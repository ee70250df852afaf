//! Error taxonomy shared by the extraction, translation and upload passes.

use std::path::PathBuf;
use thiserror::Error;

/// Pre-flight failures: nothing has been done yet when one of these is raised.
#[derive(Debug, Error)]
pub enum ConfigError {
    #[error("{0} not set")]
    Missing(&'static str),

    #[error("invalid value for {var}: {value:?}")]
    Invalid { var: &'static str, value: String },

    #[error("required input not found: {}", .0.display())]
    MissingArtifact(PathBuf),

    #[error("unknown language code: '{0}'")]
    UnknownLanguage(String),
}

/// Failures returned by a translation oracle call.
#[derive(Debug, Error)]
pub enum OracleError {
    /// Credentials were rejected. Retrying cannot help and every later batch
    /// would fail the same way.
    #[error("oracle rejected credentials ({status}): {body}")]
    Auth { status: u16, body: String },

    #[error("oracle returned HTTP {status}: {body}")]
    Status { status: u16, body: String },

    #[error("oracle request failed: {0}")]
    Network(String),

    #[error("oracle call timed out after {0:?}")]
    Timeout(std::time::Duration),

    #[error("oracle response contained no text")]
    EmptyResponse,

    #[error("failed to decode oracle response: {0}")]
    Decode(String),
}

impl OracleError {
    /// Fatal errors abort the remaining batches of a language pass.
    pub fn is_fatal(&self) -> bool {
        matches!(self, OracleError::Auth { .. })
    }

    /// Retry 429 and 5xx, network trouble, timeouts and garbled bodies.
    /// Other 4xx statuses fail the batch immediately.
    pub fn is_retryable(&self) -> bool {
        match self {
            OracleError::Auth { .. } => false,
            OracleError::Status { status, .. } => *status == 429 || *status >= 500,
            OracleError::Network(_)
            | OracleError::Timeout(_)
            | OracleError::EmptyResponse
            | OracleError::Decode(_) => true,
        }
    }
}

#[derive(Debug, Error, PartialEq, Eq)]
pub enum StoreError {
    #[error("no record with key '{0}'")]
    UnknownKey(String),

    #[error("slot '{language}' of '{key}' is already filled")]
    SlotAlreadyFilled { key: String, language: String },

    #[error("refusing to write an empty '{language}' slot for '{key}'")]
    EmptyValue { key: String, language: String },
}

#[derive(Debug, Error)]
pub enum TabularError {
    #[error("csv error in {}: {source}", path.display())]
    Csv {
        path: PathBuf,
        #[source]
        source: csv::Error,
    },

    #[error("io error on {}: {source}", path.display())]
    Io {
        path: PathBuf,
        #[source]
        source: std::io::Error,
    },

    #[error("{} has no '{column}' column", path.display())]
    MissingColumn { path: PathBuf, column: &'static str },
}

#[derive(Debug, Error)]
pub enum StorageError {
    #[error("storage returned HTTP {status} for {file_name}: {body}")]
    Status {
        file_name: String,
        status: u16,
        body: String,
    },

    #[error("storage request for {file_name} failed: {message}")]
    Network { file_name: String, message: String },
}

...

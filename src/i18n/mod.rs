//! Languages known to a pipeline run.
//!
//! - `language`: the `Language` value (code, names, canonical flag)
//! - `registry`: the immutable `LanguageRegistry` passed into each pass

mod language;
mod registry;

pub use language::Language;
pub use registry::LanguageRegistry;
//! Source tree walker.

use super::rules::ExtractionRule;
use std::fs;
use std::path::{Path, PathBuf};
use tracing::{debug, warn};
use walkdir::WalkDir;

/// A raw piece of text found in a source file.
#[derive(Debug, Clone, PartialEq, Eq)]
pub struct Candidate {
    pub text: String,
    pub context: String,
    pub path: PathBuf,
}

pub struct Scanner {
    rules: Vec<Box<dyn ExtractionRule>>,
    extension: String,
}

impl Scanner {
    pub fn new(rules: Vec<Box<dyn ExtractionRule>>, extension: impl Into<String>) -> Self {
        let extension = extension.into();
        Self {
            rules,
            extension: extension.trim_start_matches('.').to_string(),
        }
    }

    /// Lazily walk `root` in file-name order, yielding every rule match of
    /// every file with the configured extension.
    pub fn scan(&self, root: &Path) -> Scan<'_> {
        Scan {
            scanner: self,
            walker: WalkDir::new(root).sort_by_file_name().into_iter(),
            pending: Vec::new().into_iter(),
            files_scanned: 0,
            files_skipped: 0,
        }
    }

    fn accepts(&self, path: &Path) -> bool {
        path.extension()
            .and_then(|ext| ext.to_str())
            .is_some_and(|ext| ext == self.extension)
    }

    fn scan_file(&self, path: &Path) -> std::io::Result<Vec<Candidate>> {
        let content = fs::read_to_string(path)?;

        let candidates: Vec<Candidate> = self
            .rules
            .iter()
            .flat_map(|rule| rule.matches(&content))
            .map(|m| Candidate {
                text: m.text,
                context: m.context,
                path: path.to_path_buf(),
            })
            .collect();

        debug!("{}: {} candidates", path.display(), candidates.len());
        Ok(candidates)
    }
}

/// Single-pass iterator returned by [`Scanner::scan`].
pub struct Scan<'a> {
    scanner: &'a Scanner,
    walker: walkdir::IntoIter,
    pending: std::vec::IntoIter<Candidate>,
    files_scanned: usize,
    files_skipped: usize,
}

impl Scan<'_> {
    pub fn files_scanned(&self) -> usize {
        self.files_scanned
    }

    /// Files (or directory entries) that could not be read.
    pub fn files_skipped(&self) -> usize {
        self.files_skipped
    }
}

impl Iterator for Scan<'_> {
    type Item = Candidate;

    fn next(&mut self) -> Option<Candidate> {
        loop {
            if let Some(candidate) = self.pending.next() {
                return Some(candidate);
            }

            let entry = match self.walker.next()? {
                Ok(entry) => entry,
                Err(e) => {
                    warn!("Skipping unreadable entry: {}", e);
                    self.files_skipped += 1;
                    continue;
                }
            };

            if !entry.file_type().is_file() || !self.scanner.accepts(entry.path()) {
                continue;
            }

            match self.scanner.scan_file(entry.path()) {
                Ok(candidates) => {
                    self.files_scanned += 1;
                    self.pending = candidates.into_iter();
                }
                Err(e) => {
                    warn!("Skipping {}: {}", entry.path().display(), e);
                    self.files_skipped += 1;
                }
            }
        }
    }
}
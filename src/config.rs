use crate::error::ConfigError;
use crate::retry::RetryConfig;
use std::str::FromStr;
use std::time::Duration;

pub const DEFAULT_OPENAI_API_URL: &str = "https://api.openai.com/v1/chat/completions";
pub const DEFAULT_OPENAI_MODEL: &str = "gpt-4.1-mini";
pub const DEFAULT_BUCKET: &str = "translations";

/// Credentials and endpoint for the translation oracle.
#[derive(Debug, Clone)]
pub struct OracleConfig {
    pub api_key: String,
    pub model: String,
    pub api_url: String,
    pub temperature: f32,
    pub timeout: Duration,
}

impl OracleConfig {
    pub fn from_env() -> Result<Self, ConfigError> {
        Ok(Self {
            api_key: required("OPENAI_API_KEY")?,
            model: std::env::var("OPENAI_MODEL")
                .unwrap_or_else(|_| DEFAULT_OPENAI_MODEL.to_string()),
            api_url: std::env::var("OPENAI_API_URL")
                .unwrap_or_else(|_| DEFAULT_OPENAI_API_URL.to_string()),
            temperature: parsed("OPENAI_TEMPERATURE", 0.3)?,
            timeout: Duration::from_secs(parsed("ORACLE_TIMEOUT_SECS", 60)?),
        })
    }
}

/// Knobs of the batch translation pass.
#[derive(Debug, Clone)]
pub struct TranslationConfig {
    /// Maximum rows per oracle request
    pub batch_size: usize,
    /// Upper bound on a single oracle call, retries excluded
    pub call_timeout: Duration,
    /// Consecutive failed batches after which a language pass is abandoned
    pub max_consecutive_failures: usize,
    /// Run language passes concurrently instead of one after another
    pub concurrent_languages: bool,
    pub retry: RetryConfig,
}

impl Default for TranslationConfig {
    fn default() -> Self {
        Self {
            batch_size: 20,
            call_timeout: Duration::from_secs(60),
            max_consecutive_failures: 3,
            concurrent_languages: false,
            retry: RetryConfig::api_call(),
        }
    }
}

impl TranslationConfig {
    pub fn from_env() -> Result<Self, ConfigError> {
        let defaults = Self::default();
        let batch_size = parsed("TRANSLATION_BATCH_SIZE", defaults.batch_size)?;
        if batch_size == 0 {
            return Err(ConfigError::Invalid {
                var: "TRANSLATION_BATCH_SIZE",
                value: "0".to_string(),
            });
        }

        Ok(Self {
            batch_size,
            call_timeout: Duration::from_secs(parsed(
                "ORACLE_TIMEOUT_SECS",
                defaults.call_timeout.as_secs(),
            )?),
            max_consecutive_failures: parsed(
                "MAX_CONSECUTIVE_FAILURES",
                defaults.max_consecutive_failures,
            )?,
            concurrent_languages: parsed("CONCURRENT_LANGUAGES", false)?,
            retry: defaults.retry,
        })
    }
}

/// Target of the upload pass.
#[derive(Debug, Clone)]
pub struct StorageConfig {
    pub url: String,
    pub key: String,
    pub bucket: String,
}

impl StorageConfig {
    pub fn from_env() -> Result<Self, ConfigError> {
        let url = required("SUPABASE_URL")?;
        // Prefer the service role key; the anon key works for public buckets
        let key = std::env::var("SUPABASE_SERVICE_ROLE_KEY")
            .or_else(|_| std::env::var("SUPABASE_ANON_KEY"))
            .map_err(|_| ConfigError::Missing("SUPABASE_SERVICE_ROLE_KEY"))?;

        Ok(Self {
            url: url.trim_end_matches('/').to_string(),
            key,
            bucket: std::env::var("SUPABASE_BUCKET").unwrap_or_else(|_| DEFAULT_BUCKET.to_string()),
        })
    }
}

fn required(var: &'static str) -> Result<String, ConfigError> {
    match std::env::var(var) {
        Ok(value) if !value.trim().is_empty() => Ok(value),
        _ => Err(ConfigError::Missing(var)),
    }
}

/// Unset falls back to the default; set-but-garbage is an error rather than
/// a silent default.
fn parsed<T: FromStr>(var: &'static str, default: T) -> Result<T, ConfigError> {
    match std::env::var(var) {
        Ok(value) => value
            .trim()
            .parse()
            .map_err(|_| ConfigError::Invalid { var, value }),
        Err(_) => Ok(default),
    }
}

--

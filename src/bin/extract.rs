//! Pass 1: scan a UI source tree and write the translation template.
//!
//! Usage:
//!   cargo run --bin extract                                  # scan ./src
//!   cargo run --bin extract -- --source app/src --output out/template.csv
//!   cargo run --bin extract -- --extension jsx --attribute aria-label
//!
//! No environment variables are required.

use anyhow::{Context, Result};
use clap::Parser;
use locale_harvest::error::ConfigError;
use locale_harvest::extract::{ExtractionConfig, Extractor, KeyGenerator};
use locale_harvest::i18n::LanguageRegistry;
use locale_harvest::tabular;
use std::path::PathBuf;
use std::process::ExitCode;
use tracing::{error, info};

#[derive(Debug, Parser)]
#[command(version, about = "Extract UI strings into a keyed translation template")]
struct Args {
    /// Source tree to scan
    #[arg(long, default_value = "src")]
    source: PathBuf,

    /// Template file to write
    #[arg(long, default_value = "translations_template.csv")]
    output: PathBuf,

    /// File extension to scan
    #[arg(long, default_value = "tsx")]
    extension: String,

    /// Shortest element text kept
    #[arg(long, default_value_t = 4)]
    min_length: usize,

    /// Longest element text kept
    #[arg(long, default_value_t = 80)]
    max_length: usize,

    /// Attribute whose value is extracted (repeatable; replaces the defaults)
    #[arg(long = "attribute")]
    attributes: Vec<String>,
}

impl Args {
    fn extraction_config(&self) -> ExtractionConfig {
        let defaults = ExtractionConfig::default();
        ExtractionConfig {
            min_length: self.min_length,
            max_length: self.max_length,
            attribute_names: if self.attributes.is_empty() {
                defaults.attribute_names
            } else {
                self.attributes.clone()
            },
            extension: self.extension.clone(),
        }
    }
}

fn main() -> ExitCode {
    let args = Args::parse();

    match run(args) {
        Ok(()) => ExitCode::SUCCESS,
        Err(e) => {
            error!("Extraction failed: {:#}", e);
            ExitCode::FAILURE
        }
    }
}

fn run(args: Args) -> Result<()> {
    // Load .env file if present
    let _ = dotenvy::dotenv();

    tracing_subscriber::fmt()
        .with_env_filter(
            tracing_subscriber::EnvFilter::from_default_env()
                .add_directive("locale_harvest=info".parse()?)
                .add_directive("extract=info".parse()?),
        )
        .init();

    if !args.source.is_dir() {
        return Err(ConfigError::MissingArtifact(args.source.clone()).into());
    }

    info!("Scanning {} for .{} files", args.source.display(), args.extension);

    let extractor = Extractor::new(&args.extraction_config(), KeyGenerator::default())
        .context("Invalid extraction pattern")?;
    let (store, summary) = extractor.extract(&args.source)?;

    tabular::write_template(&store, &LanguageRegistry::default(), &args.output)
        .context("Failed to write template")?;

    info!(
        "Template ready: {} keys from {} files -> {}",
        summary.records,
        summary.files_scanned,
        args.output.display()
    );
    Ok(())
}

- [Instructions to follow]: Search the records line by line for the word "found" and copy every line where it appears.

- [Problem solution]:
    #[error("required input not found: {}", .0.display())]
/// A raw piece of text found in a source file.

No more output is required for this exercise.